Relative to "I own a big house, drive nice cars* etc.

Home Equity Line of Credit + reasonable expectations means you could get a gas
stove that does not look ugly for around 120$ a month. And in the increased
value of your home and the real cost could be less than 80$ a month. (AKA 40$
a month becomes another form of savings.)

Now for you personally it's hard to (edit: quickly) cut 120$ a month from your
nice cars and big house. But, I am willing to bet you would get more enjoyment
from that 120$ than getting the "nicer" versions of other things in your life.

PS: It was vary freeing when I realized I was not spending my money to
optimize my happiness. Rather I was buying things based on the amount of spare
money I had when I was buying it. (Edit: Not that you have this problem, but
it seems common.)

------
jhamburger
People only look up when it comes to wealth, everyone who makes less money
than you might as well not exist.

I read an article once about what well-off people (net worth in excess of $5
million) consider to be rich.

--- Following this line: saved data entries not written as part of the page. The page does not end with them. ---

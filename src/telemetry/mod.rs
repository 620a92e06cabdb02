//! # Status/telemetry broadcasting.
//!
//! - [`Reporter`] — the single path for user-visible log lines: persist to
//!   the bounded history, publish on the bus, follow with a status snapshot.
//! - [`LiveStateCache`] — observer-pushed, TTL-bounded "live state" snapshots
//!   for session-scoped remote observation. Advisory telemetry only, never
//!   authoritative configuration.
//! - [`ObserverGuard`] — RAII observer accounting; dropping the last guard
//!   for a session clears its live snapshot and releases its idle registry
//!   entry.

mod live;
mod observers;
mod reporter;

pub use live::{LiveSnapshot, LiveStateCache};
pub use observers::{ObserverGuard, ObserverLedger};
pub use reporter::Reporter;
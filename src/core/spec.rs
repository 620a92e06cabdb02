//! # Start requests and destination parsing.
//!
//! [`StartRequest`] is the external start surface; [`DeliverySpec`] is the
//! validated, shareable form a run actually executes.

use std::sync::Arc;
use std::time::Duration;

/// External start request, as submitted by a caller (or rebuilt from a
/// persisted configuration on restore/restart).
#[derive(Clone, Debug)]
pub struct StartRequest {
    /// Opaque stable session identifier.
    pub session: String,
    /// Credential token for the upstream service.
    pub credential: String,
    /// Message payload to deliver.
    pub payload: String,
    /// Raw destination input; split on commas and newlines.
    pub destinations: String,
    /// Delay between sends per destination, in seconds (clamped by the engine).
    pub delay_secs: u64,
}

/// Validated delivery plan for one run.
#[derive(Clone, Debug)]
pub(crate) struct DeliverySpec {
    pub credential: Arc<str>,
    pub payload: Arc<str>,
    pub destinations: Vec<Arc<str>>,
    pub interval: Duration,
}

/// Parses destination identifiers from raw input.
///
/// Splits on commas and newlines, trims, and keeps only tokens composed
/// entirely of digits. Order is preserved; duplicates are dropped.
pub fn parse_destinations(raw: &str) -> Vec<Arc<str>> {
    let mut seen = Vec::new();
    for token in raw.split(|c| c == ',' || c == '\n' || c == '\r') {
        let token = token.trim();
        if token.is_empty() || !token.bytes().all(|b| b.is_ascii_digit()) {
            continue;
        }
        if seen.iter().any(|s: &Arc<str>| &**s == token) {
            continue;
        }
        seen.push(Arc::from(token));
    }
    seen
}
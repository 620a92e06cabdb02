//! # Reporter: the single emission path for user-visible telemetry.
//!
//! Every log line flows through [`Reporter::log`]:
//! 1. durably appended to the session's bounded history via the store
//!    (append failures downgrade to an internal `tracing` warning — telemetry
//!    must never take a delivery loop down),
//! 2. published on the bus for live observers,
//! 3. followed by a `Status` event carrying the aggregate snapshot, so
//!    observers always hold a fresh picture without polling.

use std::sync::Arc;

use crate::core::SessionRegistry;
use crate::events::{Bus, Event, Level};
use crate::store::ConfigStore;

/// Cheap-to-clone emission handle shared by channel loops, the engine, and
/// restart supervisors.
#[derive(Clone)]
pub struct Reporter {
    bus: Bus,
    store: Arc<dyn ConfigStore>,
    registry: Arc<SessionRegistry>,
}

impl Reporter {
    pub fn new(bus: Bus, store: Arc<dyn ConfigStore>, registry: Arc<SessionRegistry>) -> Self {
        Self {
            bus,
            store,
            registry,
        }
    }

    /// Emits one log line: persist, broadcast, then push status.
    pub async fn log(&self, session: &Arc<str>, level: Level, message: impl Into<String>) {
        let message = message.into();
        tracing::debug!(session = %session, level = level.as_label(), "{message}");
        if let Err(e) = self.store.append_log(session, level, &message).await {
            tracing::warn!(session = %session, error = %e, "failed to persist log entry");
        }
        self.bus
            .publish(Event::log(Arc::clone(session), level, message));
        self.push_status(session);
    }

    /// Publishes the current aggregate snapshot for `session`.
    pub fn push_status(&self, session: &Arc<str>) {
        self.bus.publish(Event::status(
            Arc::clone(session),
            self.registry.snapshot(session),
        ));
    }

    /// Records one accepted delivery: persist the increment, then emit the
    /// success line with the running total.
    pub async fn delivered(&self, session: &Arc<str>, label: &str, total: u64) {
        if let Err(e) = self.store.add_sent(session, 1).await {
            tracing::warn!(session = %session, error = %e, "failed to persist sent counter");
        }
        self.log(
            session,
            Level::Success,
            format!("Delivered to {label} ({total} total)"),
        )
        .await;
    }

    pub async fn info(&self, session: &Arc<str>, message: impl Into<String>) {
        self.log(session, Level::Info, message).await;
    }

    pub async fn warn(&self, session: &Arc<str>, message: impl Into<String>) {
        self.log(session, Level::Warn, message).await;
    }

    pub async fn error(&self, session: &Arc<str>, message: impl Into<String>) {
        self.log(session, Level::Error, message).await;
    }
}

#[cfg(test)]
mod tests {
    use super::*;
    use crate::events::EventKind;
    use crate::store::MemoryStore;

    #[tokio::test]
    async fn log_persists_broadcasts_and_pushes_status() {
        let bus = Bus::new(16);
        let store = MemoryStore::new();
        let registry = SessionRegistry::new();
        let reporter = Reporter::new(bus.clone(), store.clone(), registry);
        let mut rx = bus.subscribe();
        let session: Arc<str> = Arc::from("s1");

        reporter.warn(&session, "slow down").await;

        let first = rx.recv().await.unwrap();
        assert_eq!(first.kind, EventKind::Log);
        assert_eq!(first.level, Level::Warn);
        assert_eq!(first.message.as_deref(), Some("slow down"));

        let second = rx.recv().await.unwrap();
        assert_eq!(second.kind, EventKind::Status);
        assert!(second.status.is_some());

        let history = store.history("s1").await;
        assert_eq!(history.len(), 1);
        assert_eq!(history[0].message, "slow down");
    }

    #[tokio::test]
    async fn delivered_persists_increment_and_names_the_total() {
        let bus = Bus::new(16);
        let store = MemoryStore::new();
        let registry = SessionRegistry::new();
        let reporter = Reporter::new(bus.clone(), store.clone(), Arc::clone(&registry));
        let mut rx = bus.subscribe();
        let session: Arc<str> = Arc::from("s1");
        store
            .upsert(crate::store::StoredConfig {
                session: "s1".into(),
                credential: "tok".into(),
                payload: "hi".into(),
                destinations: vec!["1".into()],
                delay_secs: 30,
                wants_active: true,
                is_active: true,
                total_sent: 0,
            })
            .await
            .unwrap();

        reporter.delivered(&session, "general", 5).await;

        let ev = rx.recv().await.unwrap();
        assert_eq!(ev.level, Level::Success);
        assert!(ev.message.unwrap().contains("(5 total)"));
        let stored = store.load("s1").await.unwrap().unwrap();
        assert_eq!(stored.total_sent, 1);
    }
}
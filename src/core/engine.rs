//! # Session engine: validation, fan-out, aggregation, finalization.
//!
//! [`Engine`] owns the composition root: the registry, the event bus, the
//! label cache, the live-state cache, and handles to the persistence and
//! transport collaborators. One engine hosts all sessions of the process.
//!
//! ## Run lifecycle
//! ```text
//! start():
//!   ├─ wait ≤ stop_wait for a mid-shutdown run to drain (stop_poll steps)
//!   ├─ AlreadyRunning / NoValidDestinations / MissingCredential / MissingMessage
//!   ├─ clamp delay, mark active, fresh child token, persist config+intent
//!   └─ spawn run task
//!
//! run task:
//!   ├─ resolve labels sequentially (abort early on cancellation)
//!   ├─ one combined roster log
//!   ├─ JoinSet: one ChannelLoop per destination, staggered index × stagger
//!   ├─ aggregate: any CredentialInvalid → cancel the rest, session outcome
//!   │  is credential-invalid; otherwise stopped
//!   └─ finalize (always): reset state, persist inactive, then branch:
//!        credential-invalid → intent=false + error log
//!        user stop          → shutdown log
//!        otherwise          → restart supervisor task
//! ```
//!
//! Finalization runs regardless of how the loop set ended — a panicked loop
//! is logged and treated as stopped — so no failure can leave a session stuck
//! in an active state.

use std::collections::HashMap;
use std::future::Future;
use std::pin::Pin;
use std::sync::Arc;

use tokio::task::JoinSet;
use tokio::time::Instant;
use tokio_util::sync::CancellationToken;

use crate::core::channel::{ChannelLoop, ChannelOutcome};
use crate::core::config::EngineConfig;
use crate::core::registry::SessionRegistry;
use crate::core::spec::{parse_destinations, DeliverySpec, StartRequest};
use crate::core::state::{SessionState, StatusSnapshot};
use crate::core::supervisor;
use crate::error::StartError;
use crate::events::{Bus, Event};
use crate::store::{ConfigStore, StoredConfig};
use crate::telemetry::{LiveSnapshot, LiveStateCache, ObserverGuard, ObserverLedger, Reporter};
use crate::transport::{CredentialCheck, LabelCache, Transport};

/// Per-process dispatch engine hosting all sessions.
pub struct Engine {
    pub(crate) cfg: EngineConfig,
    pub(crate) bus: Bus,
    pub(crate) registry: Arc<SessionRegistry>,
    pub(crate) store: Arc<dyn ConfigStore>,
    pub(crate) transport: Arc<dyn Transport>,
    pub(crate) labels: Arc<LabelCache>,
    pub(crate) live: Arc<LiveStateCache>,
    pub(crate) observers: Arc<ObserverLedger>,
    pub(crate) reporter: Reporter,
    pub(crate) root: CancellationToken,
}

impl Engine {
    /// Builds an engine around the given collaborators.
    pub fn new(
        cfg: EngineConfig,
        store: Arc<dyn ConfigStore>,
        transport: Arc<dyn Transport>,
    ) -> Arc<Self> {
        let bus = Bus::new(cfg.bus_capacity);
        let registry = SessionRegistry::new();
        let reporter = Reporter::new(bus.clone(), Arc::clone(&store), Arc::clone(&registry));
        let live = Arc::new(LiveStateCache::new(cfg.live_ttl));
        Arc::new(Self {
            cfg,
            bus,
            registry,
            store,
            transport,
            labels: Arc::new(LabelCache::new()),
            live,
            observers: ObserverLedger::new(),
            reporter,
            root: CancellationToken::new(),
        })
    }

    /// Starts a delivery session.
    ///
    /// Validation is evaluated in order and the first failure wins; see
    /// [`StartError`]. On success the run task is spawned and this returns
    /// immediately.
    ///
    /// The returned future is boxed: the restart supervisor re-enters `start`,
    /// and the type-level cycle (start → run task → supervisor → start) has to
    /// be broken by erasure.
    pub fn start(
        self: &Arc<Self>,
        req: StartRequest,
        restore: bool,
    ) -> Pin<Box<dyn Future<Output = Result<(), StartError>> + Send>> {
        let engine = Arc::clone(self);
        Box::pin(async move { engine.start_impl(req, restore).await })
    }

    async fn start_impl(
        self: &Arc<Self>,
        req: StartRequest,
        restore: bool,
    ) -> Result<(), StartError> {
        let session: Arc<str> = Arc::from(req.session.as_str());
        let state = self.registry.state(&session);

        // A stop may still be draining; give it a bounded window.
        if state.is_stopping() {
            let deadline = Instant::now() + self.cfg.stop_wait;
            while state.is_active() && Instant::now() < deadline {
                tokio::time::sleep(self.cfg.stop_poll).await;
            }
        }
        if state.is_active() {
            return Err(StartError::AlreadyRunning);
        }

        let destinations = parse_destinations(&req.destinations);
        if destinations.is_empty() {
            return Err(StartError::NoValidDestinations);
        }
        if req.credential.is_empty() {
            return Err(StartError::MissingCredential);
        }
        if req.payload.is_empty() {
            return Err(StartError::MissingMessage);
        }

        let interval = self.cfg.clamp_delay(req.delay_secs);
        // The claim itself is the authoritative check; a racing start loses
        // here even if both passed the is_active read above.
        let Some(cancel) = state.begin_run(&self.root) else {
            return Err(StartError::AlreadyRunning);
        };

        let persisted = StoredConfig {
            session: req.session.clone(),
            credential: req.credential.clone(),
            payload: req.payload.clone(),
            destinations: destinations.iter().map(|d| d.to_string()).collect(),
            delay_secs: interval.as_secs(),
            wants_active: true,
            is_active: true,
            total_sent: state.total_sent(),
        };
        if let Err(e) = self.store.upsert(persisted).await {
            state.end_run();
            return Err(e.into());
        }

        self.reporter
            .info(
                &session,
                if restore {
                    "Delivery session auto-resumed"
                } else {
                    "Delivery session initialized"
                },
            )
            .await;

        let spec = DeliverySpec {
            credential: Arc::from(req.credential.as_str()),
            payload: Arc::from(req.payload.as_str()),
            destinations,
            interval,
        };
        let engine = Arc::clone(self);
        tokio::spawn(async move {
            engine.run_session(state, session, spec, cancel).await;
        });
        Ok(())
    }

    /// Requests cooperative stop of a session.
    ///
    /// Returns `false` if the session is idle; otherwise flips the run's
    /// cancellation, persists intent=false, and returns immediately without
    /// waiting for loops to drain.
    pub async fn stop(&self, session: &str) -> bool {
        let Some(state) = self.registry.get(session) else {
            return false;
        };
        if !state.request_stop(true) {
            return false;
        }
        if let Err(e) = self.store.set_wants_active(session, false).await {
            tracing::warn!(session, error = %e, "failed to persist intent flag on stop");
        }
        true
    }

    /// Aggregate status for one session; unknown sessions read as idle.
    pub fn status(&self, session: &str) -> StatusSnapshot {
        self.registry.snapshot(session)
    }

    /// Aggregate status for every known session.
    pub fn statuses(&self) -> HashMap<String, StatusSnapshot> {
        self.registry.snapshots()
    }

    /// Attaches an observer to `session`: a bus receiver (filter on
    /// `event.session`) plus the accounting guard.
    pub fn attach(&self, session: &str) -> (ObserverGuard, tokio::sync::broadcast::Receiver<Event>) {
        let guard = ObserverGuard::new(
            Arc::from(session),
            Arc::clone(&self.observers),
            Arc::clone(&self.live),
            Arc::clone(&self.registry),
        );
        (guard, self.bus.subscribe())
    }

    /// Raw event stream without observer accounting (internal tooling).
    pub fn observe(&self) -> tokio::sync::broadcast::Receiver<Event> {
        self.bus.subscribe()
    }

    /// Ingests a client-reported live-state snapshot for `session`.
    pub fn push_live(&self, session: &str, snapshot: LiveSnapshot) {
        self.live.push(session, snapshot);
    }

    /// Returns the live-state snapshot for `session` if still fresh.
    pub fn live(&self, session: &str) -> Option<LiveSnapshot> {
        self.live.get(session)
    }

    /// Read-only identity probe for a credential.
    pub async fn check_credential(&self, credential: &str) -> CredentialCheck {
        self.transport.validate_credential(credential).await
    }

    /// Cancels every run and restart supervisor in the process.
    pub fn shutdown(&self) {
        self.root.cancel();
    }

    /// Drives one run to its terminal outcome, then finalizes.
    async fn run_session(
        self: Arc<Self>,
        state: Arc<SessionState>,
        session: Arc<str>,
        spec: DeliverySpec,
        cancel: CancellationToken,
    ) {
        let outcome = self.drive_channels(&state, &session, &spec, &cancel).await;

        // Read the stop reason before resetting: the moment end_run clears
        // the active flag, a start waiting out the drain window begins a new
        // run and wipes the user-stop flag.
        let user_stop = state.user_requested_stop();

        // Finalization: always restore idle invariants before branching.
        state.end_run();
        if let Err(e) = self.store.set_active(&session, false).await {
            tracing::warn!(session = %session, error = %e, "failed to persist inactive status");
        }
        self.reporter.push_status(&session);

        match outcome {
            ChannelOutcome::CredentialInvalid => {
                if let Err(e) = self.store.set_wants_active(&session, false).await {
                    tracing::warn!(session = %session, error = %e, "failed to persist intent flag");
                }
                self.reporter
                    .error(
                        &session,
                        "Credential rejected by upstream; supply a fresh credential and start again",
                    )
                    .await;
            }
            ChannelOutcome::Stopped if user_stop => {
                self.reporter.info(&session, "Delivery session stopped").await;
            }
            ChannelOutcome::Stopped => {
                let engine = Arc::clone(&self);
                tokio::spawn(supervisor::supervise_restart(engine, session));
            }
        }
    }

    /// Resolves labels, fans out channel loops, and aggregates their
    /// terminal outcomes.
    async fn drive_channels(
        &self,
        state: &Arc<SessionState>,
        session: &Arc<str>,
        spec: &DeliverySpec,
        cancel: &CancellationToken,
    ) -> ChannelOutcome {
        let mut labels = Vec::with_capacity(spec.destinations.len());
        for destination in &spec.destinations {
            if cancel.is_cancelled() {
                return ChannelOutcome::Stopped;
            }
            labels.push(
                self.labels
                    .resolve(self.transport.as_ref(), &spec.credential, destination)
                    .await,
            );
        }

        let roster = labels
            .iter()
            .map(|l| l.as_ref())
            .collect::<Vec<_>>()
            .join(", ");
        self.reporter
            .info(session, format!("Dispatching to {roster}"))
            .await;

        let mut set = JoinSet::new();
        for (index, (destination, label)) in
            spec.destinations.iter().zip(labels.into_iter()).enumerate()
        {
            let chan = ChannelLoop {
                state: Arc::clone(state),
                cancel: cancel.clone(),
                destination: Arc::clone(destination),
                label,
                credential: Arc::clone(&spec.credential),
                payload: Arc::clone(&spec.payload),
                interval: spec.interval,
                transport: Arc::clone(&self.transport),
                reporter: self.reporter.clone(),
                policy: self.cfg.retry,
            };
            let hold = self.cfg.stagger * index as u32;
            set.spawn(chan.run(hold));
        }

        let mut invalid = false;
        while let Some(joined) = set.join_next().await {
            match joined {
                Ok(ChannelOutcome::CredentialInvalid) => {
                    invalid = true;
                    // Wind down co-running loops; not a user-initiated stop.
                    cancel.cancel();
                }
                Ok(ChannelOutcome::Stopped) => {}
                Err(e) => {
                    self.reporter
                        .error(session, format!("Delivery loop crashed: {e}"))
                        .await;
                }
            }
        }

        if invalid {
            ChannelOutcome::CredentialInvalid
        } else {
            ChannelOutcome::Stopped
        }
    }
}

The consensus was about $50 million liquid net
worth- Basically the point where you can realistically consider owning private
jets and yachts so there isn't any shit to be jealous of your neighbors about
anymore (except maybe a bigger yacht).

------
jkaufman
Interesting take on rich vs uber rich. I grew up in an area with a lot of that
90th-95th percentile group but everyone seemed to believe they were "upper
middle" class. The "rich" people were the few at the very top making millions
more.

A family making 250k/year is doing very well, but when they look at someone
making a few million - they don't group themselves in that category.

I also wonder if this is reinforced by the numerous 'reality' tv shows that
document the uber rich lifestyle. Even in a town full of people that are well
above average, no one is living like those top 1-2% of earners and therefore
don't consider themselves rich.

------
r0h4n
Spend one week in India and you will feel like a Billionaire for the rest of
your life.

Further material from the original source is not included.